Take every line from the entries below that includes the word "least" and copy it.

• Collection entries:
[Start of Attachment]

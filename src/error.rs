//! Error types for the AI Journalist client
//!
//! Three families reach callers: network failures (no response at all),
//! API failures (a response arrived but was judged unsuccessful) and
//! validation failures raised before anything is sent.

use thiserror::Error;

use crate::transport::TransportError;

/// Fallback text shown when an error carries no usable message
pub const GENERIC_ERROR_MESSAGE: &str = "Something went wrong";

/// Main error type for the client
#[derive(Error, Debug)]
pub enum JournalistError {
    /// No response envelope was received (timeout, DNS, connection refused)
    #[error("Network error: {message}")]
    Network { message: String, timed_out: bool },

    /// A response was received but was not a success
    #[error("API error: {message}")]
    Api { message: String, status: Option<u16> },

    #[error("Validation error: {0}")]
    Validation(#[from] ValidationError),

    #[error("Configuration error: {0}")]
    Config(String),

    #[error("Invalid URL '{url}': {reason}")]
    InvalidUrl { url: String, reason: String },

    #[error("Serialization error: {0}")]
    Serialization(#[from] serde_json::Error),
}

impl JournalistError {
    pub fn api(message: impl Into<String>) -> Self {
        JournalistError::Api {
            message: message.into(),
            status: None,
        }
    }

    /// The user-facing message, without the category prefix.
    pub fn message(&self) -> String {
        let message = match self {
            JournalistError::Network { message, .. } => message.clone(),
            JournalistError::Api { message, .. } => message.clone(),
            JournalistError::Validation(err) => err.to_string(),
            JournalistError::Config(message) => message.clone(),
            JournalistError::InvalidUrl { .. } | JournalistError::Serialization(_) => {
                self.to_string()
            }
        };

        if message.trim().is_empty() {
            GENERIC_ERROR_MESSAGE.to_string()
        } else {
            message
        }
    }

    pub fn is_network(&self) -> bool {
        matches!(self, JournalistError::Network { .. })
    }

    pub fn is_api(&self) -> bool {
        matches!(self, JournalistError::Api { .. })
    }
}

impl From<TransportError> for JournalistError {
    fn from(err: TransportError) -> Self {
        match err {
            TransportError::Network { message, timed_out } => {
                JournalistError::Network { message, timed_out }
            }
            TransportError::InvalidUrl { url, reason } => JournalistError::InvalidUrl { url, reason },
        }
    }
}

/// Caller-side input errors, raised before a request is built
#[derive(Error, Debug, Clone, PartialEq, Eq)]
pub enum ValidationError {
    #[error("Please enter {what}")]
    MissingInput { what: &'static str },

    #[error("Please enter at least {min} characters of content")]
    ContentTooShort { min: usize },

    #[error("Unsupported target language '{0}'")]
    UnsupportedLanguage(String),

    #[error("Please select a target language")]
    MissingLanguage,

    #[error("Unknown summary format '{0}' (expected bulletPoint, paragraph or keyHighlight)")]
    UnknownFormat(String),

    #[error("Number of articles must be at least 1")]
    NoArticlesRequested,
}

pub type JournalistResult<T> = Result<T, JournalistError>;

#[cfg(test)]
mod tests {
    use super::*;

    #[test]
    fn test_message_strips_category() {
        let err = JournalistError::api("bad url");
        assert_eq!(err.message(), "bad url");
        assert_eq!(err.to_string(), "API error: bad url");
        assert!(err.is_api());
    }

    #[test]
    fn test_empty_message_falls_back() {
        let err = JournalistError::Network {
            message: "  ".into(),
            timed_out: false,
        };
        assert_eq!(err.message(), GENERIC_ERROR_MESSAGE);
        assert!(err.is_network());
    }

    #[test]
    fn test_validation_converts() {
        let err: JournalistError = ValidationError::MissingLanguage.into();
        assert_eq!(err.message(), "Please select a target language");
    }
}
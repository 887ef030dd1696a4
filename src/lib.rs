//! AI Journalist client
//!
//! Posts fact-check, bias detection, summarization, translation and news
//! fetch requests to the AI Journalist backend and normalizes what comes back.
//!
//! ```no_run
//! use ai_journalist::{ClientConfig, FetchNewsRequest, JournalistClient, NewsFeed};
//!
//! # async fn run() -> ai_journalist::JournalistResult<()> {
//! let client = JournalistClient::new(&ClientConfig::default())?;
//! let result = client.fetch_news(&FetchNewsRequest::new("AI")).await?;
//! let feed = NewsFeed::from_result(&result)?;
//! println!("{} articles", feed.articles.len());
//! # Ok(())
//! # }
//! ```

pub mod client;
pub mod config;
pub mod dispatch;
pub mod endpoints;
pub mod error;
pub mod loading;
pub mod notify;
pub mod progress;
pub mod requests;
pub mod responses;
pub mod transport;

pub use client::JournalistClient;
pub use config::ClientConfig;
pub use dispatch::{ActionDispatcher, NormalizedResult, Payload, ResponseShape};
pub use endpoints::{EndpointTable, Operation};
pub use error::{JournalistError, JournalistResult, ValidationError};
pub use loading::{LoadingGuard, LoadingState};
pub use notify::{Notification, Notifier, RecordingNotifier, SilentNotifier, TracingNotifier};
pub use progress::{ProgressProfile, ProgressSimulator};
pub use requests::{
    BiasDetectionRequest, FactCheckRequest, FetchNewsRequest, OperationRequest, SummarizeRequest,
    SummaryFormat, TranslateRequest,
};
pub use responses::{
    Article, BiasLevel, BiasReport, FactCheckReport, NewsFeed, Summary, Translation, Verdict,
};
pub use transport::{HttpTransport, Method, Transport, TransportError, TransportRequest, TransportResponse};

[End of Attachment]

• Solution:
    #[error("Please enter at least {min} characters of content")]
    #[error("Number of articles must be at least 1")]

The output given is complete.